Health

Letter from the Editor: ‘Make America Healthy Again’ may be catching on

I am hearing about some strange happenings in our nation’s capital. Bipartisan meetings are being held with witnesses that everybody agrees on, without any rancor. An important subject is getting serious attention.

This has to do with the “Make America Healthy Again,” which Robert F Kennedy Jr. brought from his Democratic campaign for the presidency to the Trump campaign.

The idea that is being explored is that America’s processed food is making people sick with everything from obesity to diabetes and more.

The. Ways and Means Committee’s health subcommittee already held  a hearing on “Investing in a Healthier America: Chronic Disease Prevention and Treatment.”

Testimony at that one was pretty hard on the food industry for diet-related diseases from all those ultra-processed foods.

Sen. Ron Johnson, R-Wisconsin, then held a roundtable discussion on the issue scheduled to hear from RFK Jr.

Former Sen. William H. Frist, himself an MD who served as Senate Majority Leader, from 2003-2007 said: “When I began my medical career, these national epidemics of obesity and type 2 diabetes did not exist. These diet-related chronic diseases have increased in our adult lifetimes.”

 Frist was among those laying out the diet crisis that now exists in the United States, including that poor nutrition is the leading risk factor for death and disability in the United States, causing more health harm than other major risk factors such as tobacco use, alcohol, opioids, physical inactivity, or air pollution.

Poor diets are estimated to kill 10,000 Americans each week, cause 1,500 new cases of cancer each week, and 16,000 new cases of diabetes each week.

These numbers tell us that more American adults are sick than healthy.

Children and teenagers aren’t spared — among 2-5 year-olds, one in eight has obesity. Among teens, one in four has obesity, and nearly one in three has pre-diabetes.

Frist also had a national security warning.

In 1941, one in three draft-age Americans did not qualify for military service because of nutritional deficiencies that had been hanging over from the Great Depression. Today, nearly eight in 10 young Americans do not qualify for military service, and the top medical disqualifiers are overweight and obese.

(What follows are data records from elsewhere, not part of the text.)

/// Builtin helpers available to every engine
pub fn builtin_helpers(ids: Arc<Mutex<IdRegistry>>) -> HelperSet {
    HelperSet::new()
        .all(
            "condenseSpace",
            BlockHelper::new(|body, _| {
                Ok(condense_regex().replace_all(body.trim(), " ").into_owned())
            }),
        )
        .all("trim", ValueHelper::new(|args| trim_function(args, str::trim)))
        .all("trimBlock", BlockHelper::new(|body, _| Ok(body.trim().to_string())))
        .all(
            "trimLeft",
            ValueHelper::new(|args| trim_function(args, str::trim_start)),
        )
        .all(
            "trimLeftBlock",
            BlockHelper::new(|body, _| Ok(body.trim_start().to_string())),
        )
        .all(
            "toFixed",
            ValueHelper::new(|args| {
                args.expect_params(2)?;
                let digits = to_number_or_zero(args.param(1)).max(0.0) as usize;
                Ok(Value::String(to_fixed(to_number_or_zero(args.param(0)), digits)))
            }),
        )
        .all(
            "toPrecision",
            ValueHelper::new(|args| {
                args.expect_params(2)?;
                let value = to_number_or_zero(args.param(0));
                let precision = to_number(args.param(1));
                let text = if precision.is_finite() {
                    to_precision(value, precision as usize)
                } else {
                    to_display_string(&number_value(value))
                };
                Ok(Value::String(text))
            }),
        )
        .all(
            "makeId",
            BlockHelper::new(move |body, _| {
                let mut ids = ids
                    .lock()
                    .map_err(|_| helper_error("id registry is unavailable"))?;
                Ok(ids.make_id(body))
            }),
        )
        .all(
            "toBool",
            ValueHelper::new(|args| Ok(Value::Bool(to_bool(args.param(0))))),
        )
        .all(
            "greater",
            ValueHelper::new(|args| {
                args.expect_params(2)?;
                let ordering = compare(args.param(0), args.param(1));
                Ok(Value::Bool(ordering == Some(Ordering::Greater)))
            }),
        )
        .all(
            "less",
            ValueHelper::new(|args| {
                args.expect_params(2)?;
                let ordering = compare(args.param(0), args.param(1));
                Ok(Value::Bool(ordering == Some(Ordering::Less)))
            }),
        )
        .all(
            "isEqual",
            ValueHelper::new(|args| {
                let equal = args.len() >= 2 && strict_equals(args.param(0), args.param(1));
                Ok(Value::Bool(equal))
            }),
        )
        .all("add", ValueHelper::new(|args| number_arithmetic(args, |a, b| a + b)))
        .all("sub", ValueHelper::new(|args| number_arithmetic(args, |a, b| a - b)))
        .all("div", ValueHelper::new(|args| number_arithmetic(args, |a, b| a / b)))
        .all(
            "anyNotNull",
            ValueHelper::new(|args| Ok(Value::Bool(args.params().iter().any(|v| !v.is_null())))),
        )
        .all(
            "allNull",
            ValueHelper::new(|args| Ok(Value::Bool(args.params().iter().all(|v| v.is_null())))),
        )
        .all(
            "isOdd",
            ValueHelper::new(|args| {
                args.expect_params(1)?;
                Ok(Value::Bool(to_number(args.param(0)).abs() % 2.0 == 1.0))
            }),
        )
        .all(
            "lookup",
            ValueHelper::new(|args| {
                args.expect_params(2)?;
                let path = match args.param(1) {
                    Value::String(path) => path.as_str(),
                    other if !to_bool(other) => "",
                    _ => return Err(args.usage_error()),
                };
                Ok(lookup(args.param(0), path).cloned().unwrap_or(Value::Null))
            }),
        )
        .all(
            "find",
            ValueHelper::new(|args| {
                if !(3..=4).contains(&args.len()) {
                    return Err(args.usage_error());
                }
                let Value::Array(items) = args.param(0) else {
                    return Err(helper_error("find expects an array"));
                };
                let key_path = render_value(args.param(1));
                let result_path = render_value(args.param(3));
                Ok(find_by_path(items, &key_path, args.param(2), &result_path)
                    .cloned()
                    .unwrap_or(Value::Null))
            }),
        )
        .all(
            "textToHtml",
            RawHelper::new(|args| match args.param(0) {
                Value::String(text) => Ok(Value::String(text_to_html(text))),
                _ => Err(helper_error("textToHtml expected string argument")),
            }),
        )
        .all(
            "htmlToText",
            ValueHelper::new(|args| {
                let html = match args.param(0) {
                    Value::String(html) => html.clone(),
                    value @ (Value::Object(_) | Value::Array(_)) => to_display_string(value),
                    _ => return Err(helper_error("htmlToText expected string argument")),
                };
                let text = html_to_text(&html, &text_options(args))
                    .map_err(|e| helper_error(e.to_string()))?;
                Ok(Value::String(text))
            }),
        )
        .all("isHtml", ValueHelper::new(|_| Ok(Value::Bool(false))))
        .html("isHtml", ValueHelper::new(|_| Ok(Value::Bool(true))))
        .all(
            "wrappablePath",
            ValueHelper::new(|args| Ok(Value::String(render_value(args.param(0))))),
        )
        .html(
            "wrappablePath",
            RawHelper::new(|args| {
                let escaped = handlebars::html_escape(&render_value(args.param(0)));
                Ok(Value::String(replace_all(&escaped, "/", "/&#x200b;")))
            }),
        )
        .all(
            "formatToMimeType",
            ValueHelper::new(|args| {
                args.expect_params(1)?;
                Ok(Value::String(mime_type(&render_value(args.param(0))).to_string()))
            }),
        )
        .all("eval", EvalHelper)
}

In other words, raising a world-size army in 1941 wasn’t easy. Today, it’s impossible. Instead, everyone who is overweight is being put on lifelong drugs.

Among the witnesses speaking out at these congressional proceedings have been Dr. Marek Hyman, Dr. Anne Peters, Dr. Francesca Rinaldo, and Professor Ashley Gearhardt — all experts.

“Make America Healthy Again” seems to have a bipartisan following. But politics is going to have a lot to say about where MAHA goes from here.

And the food industry has yet to weigh in with any significant actions.